Politicians should discuss policy before leaving office
What’s the matter with elections? If we can’t discuss ideas, can we at least discuss why not? After years of pondering what would constitute good public policy, with results many people consider preposterous, I find myself increasingly preoccupied with why it doesn’t matter. For instance, ex-politicians Preston Manning and Mike Harris just released the second volume of their Fraser Institute series A Canada Strong and Free. And while the ideas it contains, such as private medical insurance and half-price school vouchers, are not as radical as I would like (what is?), they are almost all sensible. And quite doomed.
The media are partly to blame. At the press conference on Mssrs. Manning and Harris’s first volume, other than two technical ones from yours truly, every single question was about politics. Indeed, all were variants on: Won’t your right-wing lunacy sink Stephen Harper by revealing his secret agenda? Then the journalists went off to write about how politicians aren’t interested in discussing issues.
Not entirely without reason. A recent story in one of the Citizen’s sister papers noted that the president of Toronto’s Empire Club deliberately invited Jack Layton and Stephen Harper to speak at a time when an election was unlikely so they would discuss policy. An election lurched into view anyway, prompting Mr. Layton to tell the club on Nov. 7: “I had a speech written for today about how Canada’s prosperity depends on investing in people, infrastructure and our environment” but instead would speak about Gomery, scandal and politics. “I hope you will appreciate the circumstances that have led to a change in topic.”

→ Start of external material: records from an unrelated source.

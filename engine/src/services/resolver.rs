//! Asset identifier resolution.
//!
//! The single decision point combining the classifiers into one
//! identifier, as an explicitly ordered sequence of early returns:
//! calendar override, then the category exceptions (snow collapses time
//! granularity, storm ignores time entirely), then the standard
//! season/category/slot composition. Total: every input combination
//! yields an identifier, and identical inputs always yield the same one.

use chrono::NaiveDateTime;

use crate::config::EngineConfig;
use crate::core::{builtin_events, AirQualityLevel, Season, TimeSlot, WeatherCategory};
use crate::models::{AssetId, WeatherCondition};

/// Resolve the skyline (panorama) family image for one instant.
///
/// # Arguments
/// * `t` - Local timestamp being rendered
/// * `condition` - Provider weather condition at `t`
/// * `sunrise`, `sunset` - The day's sun events; the fixed-hour fallback
///   applies when either is absent
pub fn resolve_skyline(
    t: NaiveDateTime,
    condition: WeatherCondition,
    sunrise: Option<NaiveDateTime>,
    sunset: Option<NaiveDateTime>,
) -> AssetId {
    resolve_skyline_with(&EngineConfig::default(), t, condition, sunrise, sunset)
}

/// [`resolve_skyline`] with explicit configuration.
pub fn resolve_skyline_with(
    config: &EngineConfig,
    t: NaiveDateTime,
    condition: WeatherCondition,
    sunrise: Option<NaiveDateTime>,
    sunset: Option<NaiveDateTime>,
) -> AssetId {
    let slot = TimeSlot::classify(t, sunrise, sunset, config);

    // Calendar overrides bypass weather and season entirely; the slot
    // only picks which of the event's two images to use.
    if let Some(event) = builtin_events().active_on(t.date()) {
        return event.skyline_asset(slot.is_night());
    }

    let category = WeatherCategory::from_condition(condition);
    let season = Season::from_date(t.date());

    match category {
        // Snow covers the whole scene: one set of images regardless of
        // season, with a single golden variant for both golden slots.
        WeatherCategory::Snowy => AssetId::new(format!("D_snow_{}", golden_collapsed(slot))),

        // Storms look the same at any hour; only the season shows.
        WeatherCategory::Stormy => AssetId::new(format!("E_storm_{}", season.name())),

        // Golden light is only rendered for clear skies.
        WeatherCategory::Clear => AssetId::new(format!(
            "A_{}_{}",
            season.name(),
            golden_collapsed(slot)
        )),

        WeatherCategory::Cloudy => AssetId::new(format!(
            "B_{}_grey_{}",
            season.name(),
            day_night(slot)
        )),

        WeatherCategory::Rainy => AssetId::new(format!(
            "C_{}_rain_{}",
            season.name(),
            day_night(slot)
        )),
    }
}

/// Resolve the tower (Incity) family image for one instant.
///
/// Time of day only matters as a binary day/night split here. At night
/// the weather is ignored and the LED palette previews tomorrow's
/// forecast air quality; by day a handful of fixed backgrounds keyed by
/// weather apply, with no season axis.
///
/// # Arguments
/// * `air_quality_index` - Tomorrow's forecast index (1-6); absent or
///   out-of-range values display the worst-case colour
/// * `full_moon` - Lunar flag selecting the full-moon night variants
pub fn resolve_tower(
    t: NaiveDateTime,
    condition: WeatherCondition,
    sunrise: Option<NaiveDateTime>,
    sunset: Option<NaiveDateTime>,
    air_quality_index: Option<u8>,
    full_moon: bool,
) -> AssetId {
    resolve_tower_with(
        &EngineConfig::default(),
        t,
        condition,
        sunrise,
        sunset,
        air_quality_index,
        full_moon,
    )
}

/// [`resolve_tower`] with explicit configuration.
pub fn resolve_tower_with(
    config: &EngineConfig,
    t: NaiveDateTime,
    condition: WeatherCondition,
    sunrise: Option<NaiveDateTime>,
    sunset: Option<NaiveDateTime>,
    air_quality_index: Option<u8>,
    full_moon: bool,
) -> AssetId {
    let night = TimeSlot::classify(t, sunrise, sunset, config).is_night();

    if let Some(event) = builtin_events().active_on(t.date()) {
        return event.tower_asset(night);
    }

    if night {
        return AirQualityLevel::from_index(air_quality_index).night_asset(full_moon);
    }

    AssetId::new(format!("incity_{}_day", tower_day_background(condition)))
}

/// Day background name for the tower family.
///
/// The tower's day set distinguishes partly cloudy from overcast, a
/// finer cut than the five categories, so clear/cloudy consult the raw
/// condition.
fn tower_day_background(condition: WeatherCondition) -> &'static str {
    use WeatherCondition::*;
    match WeatherCategory::from_condition(condition) {
        WeatherCategory::Snowy => "snow",
        WeatherCategory::Stormy => "storm",
        WeatherCategory::Rainy => "rain",
        WeatherCategory::Clear => "clear",
        WeatherCategory::Cloudy => match condition {
            PartlyCloudy | MostlyCloudy => "partly_cloudy",
            _ => "cloudy",
        },
    }
}

/// Both golden slots share one suffix, distinct from day and night.
fn golden_collapsed(slot: TimeSlot) -> &'static str {
    match slot {
        TimeSlot::GoldenMorning | TimeSlot::GoldenEvening => "golden",
        TimeSlot::Day => "day",
        TimeSlot::Night => "night",
    }
}

/// Binary split: golden slots degrade to the day suffix.
fn day_night(slot: TimeSlot) -> &'static str {
    if slot.is_night() {
        "night"
    } else {
        "day"
    }
}
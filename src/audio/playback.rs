//! Synchronous audio playback
//!
//! Decodes WAV or MP3 from a file or an in-memory buffer and blocks until
//! the sink drains. Requires a working audio output device; failures
//! surface as `TtsError::Playback`.

use std::fs::File;
use std::io::{BufReader, Cursor};
use std::path::Path;

use bytes::Bytes;
use rodio::Decoder;
use tracing::debug;

use crate::audio::AudioResult;
use crate::error::{Result, TtsError};

/// Play a synthesis result from memory
pub fn play(audio: &AudioResult) -> Result<()> {
    debug!("playing {} bytes of {}", audio.len(), audio.format());
    play_bytes(audio.bytes())
}

/// Play encoded audio bytes, blocking until playback completes
pub fn play_bytes(bytes: impl Into<Bytes>) -> Result<()> {
    let bytes = bytes.into();
    if bytes.is_empty() {
        return Err(TtsError::playback("nothing to play: empty audio buffer"));
    }
    let stream_handle = rodio::OutputStreamBuilder::open_default_stream()
        .map_err(|e| TtsError::playback("failed to open audio output device").with_source(e))?;
    let sink = rodio::Sink::connect_new(stream_handle.mixer());
    let source = Decoder::new(Cursor::new(bytes))
        .map_err(|e| TtsError::playback("failed to decode audio buffer").with_source(e))?;
    sink.append(source);
    sink.sleep_until_end();
    Ok(())
}

/// Play an audio file, blocking until playback completes
pub fn play_file(path: impl AsRef<Path>) -> Result<()> {
    let path = path.as_ref();
    debug!("playing {}", path.display());
    let file = File::open(path).map_err(|e| {
        TtsError::playback(format!("failed to open {}", path.display())).with_source(e)
    })?;
    let stream_handle = rodio::OutputStreamBuilder::open_default_stream()
        .map_err(|e| TtsError::playback("failed to open audio output device").with_source(e))?;
    let sink = rodio::Sink::connect_new(stream_handle.mixer());
    let source = Decoder::new(BufReader::new(file)).map_err(|e| {
        TtsError::playback(format!("failed to decode {}", path.display())).with_source(e)
    })?;
    sink.append(source);
    sink.sleep_until_end();
    Ok(())
}

#[cfg(test)]
mod tests {
    use super::*;

    #[test]
    fn test_empty_buffer_is_rejected() {
        let err = play_bytes(Vec::new()).unwrap_err();
        assert!(matches!(err, TtsError::Playback { .. }));
    }

    #[test]
    fn test_missing_file_is_playback_error() {
        let err = play_file("definitely/not/here.wav").unwrap_err();
        assert!(matches!(err, TtsError::Playback { .. }));
    }
}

Not me. I don’t care for the timing of this election. But the circumstance I really don’t appreciate is politicians thinking an election is no time to discuss serious issues. I very much doubt Jack Layton has workable answers to our environmental and infrastructure problems. But why isn’t an election the ideal time for him to try to persuade us he does? And not just him. In his joint address to the Empire and Canadian clubs the next day, Mr. Harper likewise shelved “many important issues on the national agenda” in favour of “the overriding question of ethics and accountability in our national government.”
Here Mr. Harris and Mr. Manning have something to answer for and indeed could do so. The former was premier of Ontario for seven years, the latter leader of the Official Opposition for three in name and seven in fact. Where were any of these right-wing ideas then?
I don’t object to people growing wiser with time; I might even try it myself some day. But it is one thing to explain that when I was a politician I didn’t do any of this stuff because ... and quite another to pass over this awkward question in silence. Ex-libertarian Stephen Harper immediately dismissed the proposal in volume one of A Canada Strong and Free for “substantially amending or replacing the Canada Health Act and transferring responsibility” and “financing, including federal tax points, entirely to the provinces” as “a non-starter,” but I’d bet he’ll immediately support it on leaving politics. So we badly need a volume from Mr. Manning and Mr. Harris exploring why, as Paul Wells recently noted in Maclean’s, ex-politicians reliably experience a mysterious surge in courage and clarity. Can the Lucien Bouchard now calling for “lucid” debate on making Quebec more open economically and intellectually be the same man who, as premier, angrily declared any attack on the Quebec model an attack on Quebec’s identity? Oh yeah.
I have a theory: Politics notoriously attracts people better at making promises than keeping them, which is why Paul Martin recently said “I really, really like campaigns,” and Bill Clinton still wows crowds with glorious speeches about the great stuff he’d do if he were president. But it is not entirely cynical. These guys really think good people wanting good outcomes is a policy proposal. As a result, they genuinely believe they are addressing issues when they explain how much nicer they are than their stinking mud-slinging foes. But there’s more. And it’s even more our fault than electing such confused people.
I believe modern democratic politics has become profoundly corrupt, not in the Adscam sense but in the sense that governments hand out enormous benefits to the middle class in return for our votes. It is not something we like to talk about, partly because we don’t really understand how it produces bad effects like driving federal budgets higher every year than anyone including the cabinet intends. But we also don’t like to talk about it because we know perfectly well we’re buying what the politicians are selling. We’re just haggling over the price. Does anyone doubt what would become of a politician who ran on eliminating subsidies for middle-class children’s university education, or cutting EI in Quebec and the Atlantic provinces?
Elections are supposed to be about the common good but they’re really about massive redistribution in favour of articulate, educated and well-organized voters and deep down we know it. I don’t imagine they’ll talk about that on the stump. Or that we’d listen if they did.